Eventually, this process created about 150k skill phrases. We used a minimum threshold of 20 occurences.
Then, we tackled the problem of disambiguating these skill phrases. Many of them can have multiple meanings, especially abbreviations and acronyms. For instance, NLP can either mean Natural Language Processing but also Neuro-Linguistic Programming. There is no right or wrong answer and we should be equipped with the tools to be able to recognize one or the other based on the context.
A common solution to this problem is to use the set of related phrases. The intuition is that two different meanings would have different sets of related phrases. For instance, here you can see the related phrases of two meanings of “Angels”.
We define how skill phrases are related using a Jaccard Similarity on LinkedIn profile.
The other important issue with folksonomies is duplicates. I’ve listed here a few of the common patters: acronyms, abbreviations, synonyms and typos. There are some data mining techniques to help cluster those phrases together but we started with something even simpler than that. During a small scale experiment, we observed that a majority of skill phrases could be tied to a Wikipedia page. We then built a Mturk task which asked turkers to find the Wikipedia page associated with a phrase.
Finally, phrases that mapped to the same Wikipedia page were grouped together and the most frequent phrases was chosen as the label.
Once we had a good skills master list, it was released and members were allowed to add skills on their profile, using a typeahead.
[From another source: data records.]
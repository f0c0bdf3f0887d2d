//! Handler-level tests for the CloudProvider service over in-memory
//! adapters.

use std::sync::Arc;

use tonic::Code;

use proxmox_ca_application::orchestrator::Orchestrator;
use proxmox_ca_domain::state_store::{StateStore, VmRecord};
use proxmox_ca_grpc::proto::*;
use proxmox_ca_grpc::services::CloudProviderService;
use proxmox_ca_infrastructure::testing::{FakeKube, FakeProxmox};
use proxmox_ca_infrastructure::SqliteStateStore;
use proxmox_ca_shared::config::{
    GroupConfig, InstanceShape, K3sConfig, ProviderSettings, ProxmoxConfig,
};
use proxmox_ca_shared::{VmState, Vmid};

fn settings() -> ProviderSettings {
    ProviderSettings {
        proxmox: ProxmoxConfig {
            api_url: "https://pve.example:8006".into(),
            node: "pve1".into(),
            token_id: "ca@pve!provider".into(),
            token_secret: "secret".into(),
            verify_tls: true,
            import_storage: "local".into(),
            iso_storage: "local".into(),
            vm_storage: "local-lvm".into(),
            bridge: "vmbr0".into(),
            cloud_image_url: "https://cloud.example/noble.qcow2".into(),
        },
        k3s: K3sConfig {
            version: "v1.31.4+k3s1".into(),
            server_url: "https://k3s.example:6443".into(),
            cluster_token: "join-token".into(),
            ssh_public_key: "ssh-ed25519 AAAA test@host".into(),
        },
        state_file: "/tmp/unused.db".into(),
        pending_vm_timeout_secs: 900,
        reconcile_interval_secs: 20,
        node_groups: vec![GroupConfig {
            id: "web".into(),
            name_prefix: "ca-web".into(),
            min_size: 0,
            max_size: 3,
            shape: InstanceShape::default(),
            labels: vec![],
            taints: vec![],
            template_payload: "{\"cpu\":\"2\"}".into(),
        }],
    }
}

struct TestStack {
    service: CloudProviderService,
    store: Arc<SqliteStateStore>,
    kube: Arc<FakeKube>,
}

async fn stack() -> TestStack {
    let store = Arc::new(SqliteStateStore::in_memory().await.unwrap());
    store.init().await.unwrap();
    let kube = Arc::new(FakeKube::new());
    let store_dyn: Arc<dyn StateStore> = store.clone();
    let orchestrator = Arc::new(Orchestrator::new(
        Arc::new(settings()),
        store_dyn,
        Arc::new(FakeProxmox::new()),
        kube.clone(),
    ));
    TestStack {
        service: CloudProviderService::new(orchestrator),
        store,
        kube,
    }
}

async fn insert_row(store: &SqliteStateStore, vmid: u32, state: VmState) {
    store
        .insert_vm(&VmRecord {
            vmid: Vmid(vmid),
            group_id: "web".into(),
            hostname: format!("ca-web-{vmid}"),
            state,
            created_at: 1_700_000_000,
            last_transition_at: 1_700_000_000,
            last_error: None,
        })
        .await
        .unwrap();
}

#[tokio::test]
async fn node_groups_lists_the_configuration() {
    let stack = stack().await;
    let reply = stack.service.node_groups(NodeGroupsRequest {}).await.unwrap();
    assert_eq!(reply.node_groups.len(), 1);
    let group = &reply.node_groups[0];
    assert_eq!(group.id, "web");
    assert_eq!(group.min_size, 0);
    assert_eq!(group.max_size, 3);
}

#[tokio::test]
async fn target_size_round_trips_through_increase() {
    let stack = stack().await;
    let reply = stack
        .service
        .node_group_target_size(NodeGroupTargetSizeRequest { id: "web".into() })
        .await
        .unwrap();
    assert_eq!(reply.target_size, 0);

    stack
        .service
        .node_group_increase_size(NodeGroupIncreaseSizeRequest {
            id: "web".into(),
            delta: 2,
        })
        .await
        .unwrap();

    let reply = stack
        .service
        .node_group_target_size(NodeGroupTargetSizeRequest { id: "web".into() })
        .await
        .unwrap();
    assert_eq!(reply.target_size, 2);
}

#[tokio::test]
async fn increase_beyond_max_returns_out_of_range() {
    let stack = stack().await;
    let status = stack
        .service
        .node_group_increase_size(NodeGroupIncreaseSizeRequest {
            id: "web".into(),
            delta: 10,
        })
        .await
        .unwrap_err();
    assert_eq!(status.code(), Code::OutOfRange);

    let reply = stack
        .service
        .node_group_target_size(NodeGroupTargetSizeRequest { id: "web".into() })
        .await
        .unwrap();
    assert_eq!(reply.target_size, 0, "rejected call left desired untouched");
}

#[tokio::test]
async fn unknown_group_returns_not_found() {
    let stack = stack().await;
    let status = stack
        .service
        .node_group_target_size(NodeGroupTargetSizeRequest { id: "db".into() })
        .await
        .unwrap_err();
    assert_eq!(status.code(), Code::NotFound);
}

#[tokio::test]
async fn node_group_nodes_reports_provider_ids_and_states() {
    let stack = stack().await;
    insert_row(&stack.store, 101, VmState::Active).await;
    insert_row(&stack.store, 102, VmState::Pending).await;
    insert_row(&stack.store, 103, VmState::Failed).await;

    let reply = stack
        .service
        .node_group_nodes(NodeGroupNodesRequest { id: "web".into() })
        .await
        .unwrap();

    assert_eq!(reply.instances.len(), 2, "failed rows are not live");
    let running = reply
        .instances
        .iter()
        .find(|i| i.id == "proxmox://web/101")
        .unwrap();
    assert_eq!(running.status.instance_state, InstanceState::Running);
    let creating = reply
        .instances
        .iter()
        .find(|i| i.id == "proxmox://web/102")
        .unwrap();
    assert_eq!(creating.status.instance_state, InstanceState::Creating);
}

#[tokio::test]
async fn node_group_for_node_decodes_provider_ids_without_the_api() {
    let stack = stack().await;
    // No node registered in Kubernetes; the provider id alone is enough.
    let reply = stack
        .service
        .node_group_for_node(NodeGroupForNodeRequest {
            node: ExternalGrpcNode {
                name: "ca-web-101".into(),
                provider_id: "proxmox://web/101".into(),
                ..Default::default()
            },
        })
        .await
        .unwrap();
    assert_eq!(reply.node_group.id, "web");
}

#[tokio::test]
async fn node_group_for_node_reads_the_join_labels() {
    let stack = stack().await;
    stack.kube.register_node("ca-web-101", "web", Vmid(101));

    let reply = stack
        .service
        .node_group_for_node(NodeGroupForNodeRequest {
            node: ExternalGrpcNode {
                name: "ca-web-101".into(),
                ..Default::default()
            },
        })
        .await
        .unwrap();
    assert_eq!(reply.node_group.id, "web");

    let reply = stack
        .service
        .node_group_for_node(NodeGroupForNodeRequest {
            node: ExternalGrpcNode {
                name: "some-control-plane".into(),
                ..Default::default()
            },
        })
        .await
        .unwrap();
    assert_eq!(reply.node_group.id, "", "unmanaged nodes get an empty group");
}

#[tokio::test]
async fn delete_nodes_marks_and_decrements() {
    let stack = stack().await;
    stack
        .service
        .node_group_increase_size(NodeGroupIncreaseSizeRequest {
            id: "web".into(),
            delta: 2,
        })
        .await
        .unwrap();
    insert_row(&stack.store, 101, VmState::Active).await;
    insert_row(&stack.store, 102, VmState::Active).await;
    stack.kube.register_node("ca-web-101", "web", Vmid(101));

    stack
        .service
        .node_group_delete_nodes(NodeGroupDeleteNodesRequest {
            id: "web".into(),
            nodes: vec![ExternalGrpcNode {
                name: "ca-web-101".into(),
                provider_id: "proxmox://web/101".into(),
                ..Default::default()
            }],
        })
        .await
        .unwrap();

    let row = stack.store.get_vm(Vmid(101)).await.unwrap().unwrap();
    assert_eq!(row.state, VmState::DeletingVm);
    let reply = stack
        .service
        .node_group_target_size(NodeGroupTargetSizeRequest { id: "web".into() })
        .await
        .unwrap();
    assert_eq!(reply.target_size, 1);
}

#[tokio::test]
async fn template_info_and_gpu_surface_are_served_from_config() {
    let stack = stack().await;
    let reply = stack
        .service
        .node_group_template_node_info(NodeGroupTemplateNodeInfoRequest { id: "web".into() })
        .await
        .unwrap();
    assert_eq!(reply.node_payload, b"{\"cpu\":\"2\"}");

    let gpu = stack.service.gpu_label(GpuLabelRequest {}).await.unwrap();
    assert!(gpu.label.is_empty());

    let options = stack
        .service
        .node_group_get_options(NodeGroupAutoscalingOptionsRequest {
            id: "web".into(),
            defaults: AutoscalingOptions {
                scale_down_utilization_threshold: 0.5,
                ..Default::default()
            },
        })
        .await
        .unwrap();
    assert_eq!(
        options
            .node_group_autoscaling_options
            .scale_down_utilization_threshold,
        0.5
    );
}

#[tokio::test]
async fn refresh_is_a_no_op() {
    let stack = stack().await;
    stack.service.refresh(RefreshRequest {}).await.unwrap();
}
Our goal though was to maximize the number of members with skills on LinkedIn so we looked for ways to suggest profile edits and designed a prompt that we named “suggested skills”. The user would be prompted whether they have these skills or not.
This problem is quite similar to the discovery of latent attributes in profiles. In other words, you are inferring the attributes of an incomplete profile using the rest of the profile, or any other information available.
Our goal was to have recommendations even if the user had no skills on his profile so the algorithm would have to be based on something else than previously added skills. Just recommending popular skills wouldn’t be very relevant either. Using the member’s network is a good idea but some members have small networks and our goal was to maximize coverage. Finally, we looked at using standardized profile attributes to bootstrap our inference algorithm
Each profile is composed of text but also of standardized entities such as title, function, industry, field of study etc. The coverage between these various attributes vary. Some are very frequent such as industry and some are more rare (e.g. group membership). We identified all attributes that could be predictive in terms of skills.
Our goal was then to model this problem and find a classification method to infer the likelihood a member has a skill. The number of features was quite large and needed a system that would easily scale. As mentioned, we don’t have a unique user similarity metric but instead a list of different profile attributes that, when shared can predict the likelihood of skills. Each member can have a different set of attributes. Some users have only an industry, others have multiple companies, multiple titles etc.